YOUTUBE: O CANAL DO LYRIC VIDEO

Fundado em fevereiro de 2005 pelo design Chad Hurley e dois profissionais de ciência da computação, Steve Chen e Jawed Karim, o site Youtube trouxe aos internautas um grande diferencial, a possibilidade de visualização online sem que o usuário tenha a necessidade de fazer o download do arquivo para posteriormente poder assisti-lo em seu computador. Com o sucesso e a consagração do site de compartilhamentos de vídeos online, o Youtube se tornou um verdadeiro site de rede social no qual, milhões de usuários dividem suas próprias criações.
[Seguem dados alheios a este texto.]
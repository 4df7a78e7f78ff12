use super::{BlockRef, BlockTransaction, LiteTransport, TransactionPage};
use crate::{error::RpcError, utils::Fingerprint};
use async_trait::async_trait;
use base64::{Engine, engine::general_purpose::STANDARD};
use serde::{Deserialize, de::DeserializeOwned};
use serde_json::{Value, json};
use std::{
    sync::atomic::{AtomicU64, Ordering},
    time::Duration,
};

/// Lite-server error code for blocks the node does not have (yet).
const LITE_SERVER_NOT_FOUND: i64 = 651;

/// JSON-RPC 2.0 over HTTP POST.
pub struct HttpTransport {
    client: reqwest::Client,
    url: String,
    request_timeout: Duration,
    next_id: AtomicU64,
}

#[derive(Debug, Deserialize)]
struct RpcEnvelope {
    #[serde(default)]
    result: Option<Value>,
    #[serde(default)]
    error: Option<RpcErrorObject>,
}

#[derive(Debug, Deserialize)]
struct RpcErrorObject {
    code: i64,
    #[serde(default)]
    message: String,
}

#[derive(Debug, Deserialize)]
struct MasterchainInfo {
    last: BlockRef,
}

#[derive(Debug, Deserialize)]
struct ShardsInfo {
    data: String,
}

#[derive(Debug, Deserialize)]
struct TxList {
    #[serde(default)]
    incomplete: bool,
    ids: Vec<TxId>,
}

#[derive(Debug, Deserialize)]
struct TxId {
    account: String,
    lt: LogicalTime,
    hash: String,
}

#[derive(Debug, Deserialize)]
#[serde(untagged)]
enum LogicalTime {
    Text(String),
    Number(u64),
}

impl HttpTransport {
    pub fn new(url: &str, request_timeout: Duration) -> Result<Self, RpcError> {
        let client = reqwest::Client::builder()
            .timeout(request_timeout)
            .build()
            .map_err(|e| RpcError::Transport(e.to_string()))?;
        Ok(Self {
            client,
            url: url.to_string(),
            request_timeout,
            next_id: AtomicU64::new(1),
        })
    }

    fn map_reqwest(&self, e: reqwest::Error) -> RpcError {
        if e.is_timeout() {
            RpcError::Timeout(self.request_timeout)
        } else if e.is_decode() {
            RpcError::Protocol(e.to_string())
        } else {
            RpcError::Transport(e.to_string())
        }
    }

    async fn request<T: DeserializeOwned>(
        &self,
        method: &str,
        params: Value,
    ) -> Result<T, RpcError> {
        let id = self.next_id.fetch_add(1, Ordering::Relaxed);
        let body = json!({
            "jsonrpc": "2.0",
            "id": id,
            "method": method,
            "params": params,
        });
        let resp = self
            .client
            .post(&self.url)
            .json(&body)
            .send()
            .await
            .map_err(|e| self.map_reqwest(e))?;
        let status = resp.status();
        if status.is_server_error() {
            return Err(RpcError::Transport(format!("http status {status}")));
        }
        let envelope: RpcEnvelope =
            resp.json().await.map_err(|e| self.map_reqwest(e))?;
        parse_envelope(envelope)
    }
}

fn parse_envelope<T: DeserializeOwned>(
    envelope: RpcEnvelope,
) -> Result<T, RpcError> {
    if let Some(err) = envelope.error {
        return Err(classify_error(err.code, &err.message));
    }
    let result = envelope
        .result
        .ok_or_else(|| RpcError::Protocol("missing result".into()))?;
    serde_json::from_value(result)
        .map_err(|e| RpcError::Protocol(e.to_string()))
}

fn classify_error(code: i64, message: &str) -> RpcError {
    let lower = message.to_ascii_lowercase();
    if code == LITE_SERVER_NOT_FOUND
        || lower.contains("not found")
        || lower.contains("not in db")
    {
        RpcError::NotFound
    } else {
        RpcError::Protocol(format!("{code}: {message}"))
    }
}

fn decode_b64(field: &str, value: &str) -> Result<Vec<u8>, RpcError> {
    STANDARD
        .decode(value)
        .map_err(|e| RpcError::Protocol(format!("{field}: {e}")))
}

fn decode_tx(id: TxId) -> Result<BlockTransaction, RpcError> {
    let account = Fingerprint::from_slice(&decode_b64("account", &id.account)?)
        .map_err(|e| RpcError::Protocol(e.to_string()))?;
    let lt = match id.lt {
        LogicalTime::Number(n) => n,
        LogicalTime::Text(s) => s
            .parse()
            .map_err(|_| RpcError::Protocol(format!("lt: {s}")))?,
    };
    let hash: [u8; 32] =
        decode_b64("hash", &id.hash)?.try_into().map_err(|v: Vec<u8>| {
            RpcError::Protocol(format!("hash: {} bytes", v.len()))
        })?;
    Ok(BlockTransaction { account, lt, hash })
}

#[async_trait]
impl LiteTransport for HttpTransport {
    /// HTTP is connectionless; a head query doubles as the health check.
    async fn connect(&self) -> Result<(), RpcError> {
        self.masterchain_info().await.map(|_| ())
    }

    async fn masterchain_info(&self) -> Result<BlockRef, RpcError> {
        let info: MasterchainInfo =
            self.request("getMasterchainInfo", json!({})).await?;
        Ok(info.last)
    }

    async fn all_shards_info(
        &self,
        head: &BlockRef,
    ) -> Result<Vec<u8>, RpcError> {
        let info: ShardsInfo =
            self.request("getAllShardsInfo", json!({ "id": head })).await?;
        decode_b64("data", &info.data)
    }

    async fn lookup_block(
        &self,
        workchain: i32,
        shard: i64,
        seqno: u32,
    ) -> Result<BlockRef, RpcError> {
        self.request(
            "lookupBlock",
            json!({ "workchain": workchain, "shard": shard, "seqno": seqno }),
        )
        .await
    }

    async fn list_block_transactions(
        &self,
        block: &BlockRef,
        count: u32,
    ) -> Result<TransactionPage, RpcError> {
        let list: TxList = self
            .request(
                "listBlockTransactions",
                json!({ "id": block, "count": count }),
            )
            .await?;
        let transactions = list
            .ids
            .into_iter()
            .map(decode_tx)
            .collect::<Result<Vec<_>, _>>()?;
        Ok(TransactionPage {
            transactions,
            incomplete: list.incomplete,
        })
    }
}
De acordo com Recuero (2009)

Sites de redes sociais são os espaços utilizados para a expressão das redes sociais na Internet. […] foram definidos por Boyd & Ellison (2007) como aqueles sistemas que permitem i) a construção de uma persona através de um perfil ou página pessoal; ii) a interação através de comentários; e iii) a exposição pública da rede social de cada ator (RECUERO, 2009, p.102).

 

Assim, os sites de redes sociais permitem individualização, mostram as redes sociais de cada ator de forma pública e possibilitam interações entre os usuários. Recuero (2009) ainda apresenta uma divisão de dois tipos de sites de redes sociais, os apropriados e aqueles estruturados. A autora descreve sites de redes sociais propriamente ditos como “aqueles que compreendem a categoria dos sistemas focados em expor e publicar as redes sociais dos atores. […], ou seja, cuja finalidade está relacionada à publicização dessas redes” (RECUERO, 2009, p.104). Como exemplos de sites estruturados podemos citar o site Facebook e Orkut que visam a interação de seus usuários e expor as suas redes sociais. Recuero (2009) segue e descreve os sites de redes sociais apropriados como “aqueles sistemas que não eram, originalmente, voltados para mostrar redes sociais, mas que são apropriados pelos atores com este fim” (RECUERO, 2009, p.104).

Portanto, o Youtube pode ser denominado um site de rede social apropriado já que sua finalidade é o compartilhamento de vídeos online e não a exposição das redes sociais de seus usuários, porém, há interação através dos comentários nos vídeos e as redes sociais são criadas a partir das inscrições feitas nos canais de cada usuário.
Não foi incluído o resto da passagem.